A wave of private-sector acquisitions targeting critical infrastructure assets is reshaping the boundary between corporate enterprise and national security, prompting new regulatory frameworks and raising fundamental questions about who controls the systems that underpin modern society.
In the first half of 2026 alone, private equity firms and defense contractors completed or announced acquisitions valued at more than $47 billion involving assets classified as critical infrastructure by the Department of Homeland Security. The targets span a widening spectrum: port terminal operations, satellite communications networks, water treatment facilities, electrical grid management systems, and cybersecurity platforms that protect government networks.
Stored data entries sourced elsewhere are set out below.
// Copyright 2025 Apache Doris Community
// Licensed under the Apache License, Version 2.0

//! Capability descriptors and the write-operation taxonomy
//!
//! Every write operation on a metastore belongs to exactly one
//! [`OperationCategory`]. A backend declares the categories it supports with a
//! [`CapabilityDescriptor`]; anything not declared is unsupported.

use serde::{Deserialize, Serialize};
use strum::{Display, EnumIter};

/// Coarse class of a write operation
#[derive(Debug, Clone, Copy, PartialEq, Eq, Hash, Serialize, Deserialize, Display, EnumIter)]
#[strum(serialize_all = "UPPERCASE")]
pub enum OperationCategory {
    Create,
    Insert,
    Update,
    Delete,
    Alter,
}

/// Write operations routed through the capability gate
#[derive(Debug, Clone, Copy, PartialEq, Eq, Hash, Serialize, Deserialize, Display, EnumIter)]
#[strum(serialize_all = "camelCase")]
pub enum WriteOperation {
    CreateDatabase,
    DropDatabase,
    RenameDatabase,
    CreateTable,
    DropTable,
    AlterTable,
    RenameTable,
    CommentTable,
    AddColumn,
    RenameColumn,
    DropColumn,
    AddPartitions,
    DropPartition,
    AlterPartition,
    UpdateTableStatistics,
    UpdatePartitionStatistics,
}

impl WriteOperation {
    pub fn category(self) -> OperationCategory {
        match self {
            Self::CreateDatabase | Self::CreateTable => OperationCategory::Create,
            Self::AddPartitions => OperationCategory::Insert,
            Self::AlterPartition
            | Self::UpdateTableStatistics
            | Self::UpdatePartitionStatistics => OperationCategory::Update,
            Self::DropDatabase | Self::DropTable | Self::DropPartition => OperationCategory::Delete,
            Self::RenameDatabase
            | Self::AlterTable
            | Self::RenameTable
            | Self::CommentTable
            | Self::AddColumn
            | Self::RenameColumn
            | Self::DropColumn => OperationCategory::Alter,
        }
    }
}

/// Declared write capabilities of one backend instance
///
/// The default descriptor is read-only.
#[derive(Debug, Clone, Copy, PartialEq, Eq, Default, Serialize, Deserialize)]
#[serde(default)]
pub struct CapabilityDescriptor {
    pub can_create: bool,
    pub can_insert: bool,
    pub can_update: bool,
    pub can_delete: bool,
    pub can_alter: bool,
}

impl CapabilityDescriptor {
    pub const fn read_only() -> Self {
        Self {
            can_create: false,
            can_insert: false,
            can_update: false,
            can_delete: false,
            can_alter: false,
        }
    }

    pub const fn full() -> Self {
        Self {
            can_create: true,
            can_insert: true,
            can_update: true,
            can_delete: true,
            can_alter: true,
        }
    }

    /// Builder-style toggle of one category
    pub fn with(mut self, category: OperationCategory, allowed: bool) -> Self {
        match category {
            OperationCategory::Create => self.can_create = allowed,
            OperationCategory::Insert => self.can_insert = allowed,
            OperationCategory::Update => self.can_update = allowed,
            OperationCategory::Delete => self.can_delete = allowed,
            OperationCategory::Alter => self.can_alter = allowed,
        }
        self
    }

    pub fn allows(&self, category: OperationCategory) -> bool {
        match category {
            OperationCategory::Create => self.can_create,
            OperationCategory::Insert => self.can_insert,
            OperationCategory::Update => self.can_update,
            OperationCategory::Delete => self.can_delete,
            OperationCategory::Alter => self.can_alter,
        }
    }

    pub fn permits(&self, operation: WriteOperation) -> bool {
        self.allows(operation.category())
    }

    pub fn is_read_only(&self) -> bool {
        *self == Self::read_only()
    }

    /// Categories allowed by both descriptors
    pub fn intersect(&self, other: &Self) -> Self {
        Self {
            can_create: self.can_create && other.can_create,
            can_insert: self.can_insert && other.can_insert,
            can_update: self.can_update && other.can_update,
            can_delete: self.can_delete && other.can_delete,
            can_alter: self.can_alter && other.can_alter,
        }
    }
}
“We are witnessing a structural realignment,” said Dr. Natasha Gorin, senior fellow for defense economics at the Center for Strategic and International Studies. “The private sector is not just contracting with the government anymore. It is acquiring the infrastructure itself, and that creates an entirely different set of obligations, risks, and oversight requirements.”
The trend has been accelerating since 2024, when several high-profile transactions signaled that institutional investors viewed critical infrastructure as a stable, long-duration asset class. Blackstone’s $6.2 billion acquisition of a portfolio of regional water utilities in 2024 was followed by KKR’s purchase of a satellite ground station network from a European consortium in early 2025. This year, the pace has intensified. In March, Northrop Grumman completed its $9.4 billion acquisition of CyberVault Systems, a firm that provides intrusion detection and threat monitoring for 23 federal agencies. In May, a consortium led by Carlyle Group finalized the purchase of three Gulf Coast port terminal operations from a municipal authority for $4.1 billion.
The acquisitions are drawing scrutiny from lawmakers on both sides of the aisle. The Committee on Foreign Investment in the United States, known as CFIUS, has seen its caseload increase by 38 percent year over year, driven in part by the complexity of evaluating transactions where the acquirer is a domestic entity but the infrastructure in question has national security implications.
“CFIUS was designed primarily to evaluate foreign acquisitions,” said James Harrelson, a partner specializing in national security law at Covington and Burling. “The current framework is being stretched to accommodate transactions that involve domestic buyers but raise similar concerns about concentration of control, continuity of service, and access to classified systems.”
In response, the Biden administration proposed in April the Critical Infrastructure Ownership Transparency Act, which would require any private acquirer of designated critical infrastructure to submit to ongoing security audits, maintain minimum operational standards, and accept government board observer rights in certain cases. The legislation is currently in committee and has drawn support from defense hawks and progressive lawmakers alike, though industry groups have raised concerns about its potential to deter investment.
Defense sector consolidation is a particularly sensitive area. The acquisition of cybersecurity firms by traditional defense contractors has created entities with unprecedented access to both offensive and defensive capabilities. Analysts note that this vertical integration, while potentially efficient, raises questions about conflicts of interest and the concentration of sensitive capabilities within a small number of corporate entities.
“When a single company builds the missile defense system and also monitors the networks that control it, the oversight challenges multiply,” said Gorin. “The government needs to maintain visibility into these operations in a way that existing procurement regulations were never designed to provide.”
Proponents of private infrastructure ownership argue that private capital brings operational efficiency, technological innovation, and investment capacity that cash-strapped municipal and federal agencies cannot match. They point to measurable improvements in service reliability and cybersecurity posture at several privately acquired utilities as evidence that the model works.
“The choice is not between public and private ownership in the abstract,” said Catherine Dempsey, managing director of infrastructure investments at Apollo Global Management. “The choice is between aging systems that governments cannot afford to maintain and modernized systems backed by private capital with appropriate regulatory guardrails. The infrastructure needs the investment regardless of who signs the checks.”
As the debate continues, the pace of acquisitions shows no sign of slowing. With interest rates stabilizing and infrastructure assets offering predictable long-term returns, private capital is expected to remain an aggressive buyer. The challenge for policymakers will be constructing oversight frameworks that protect national security interests without discouraging the investment that critical systems urgently require.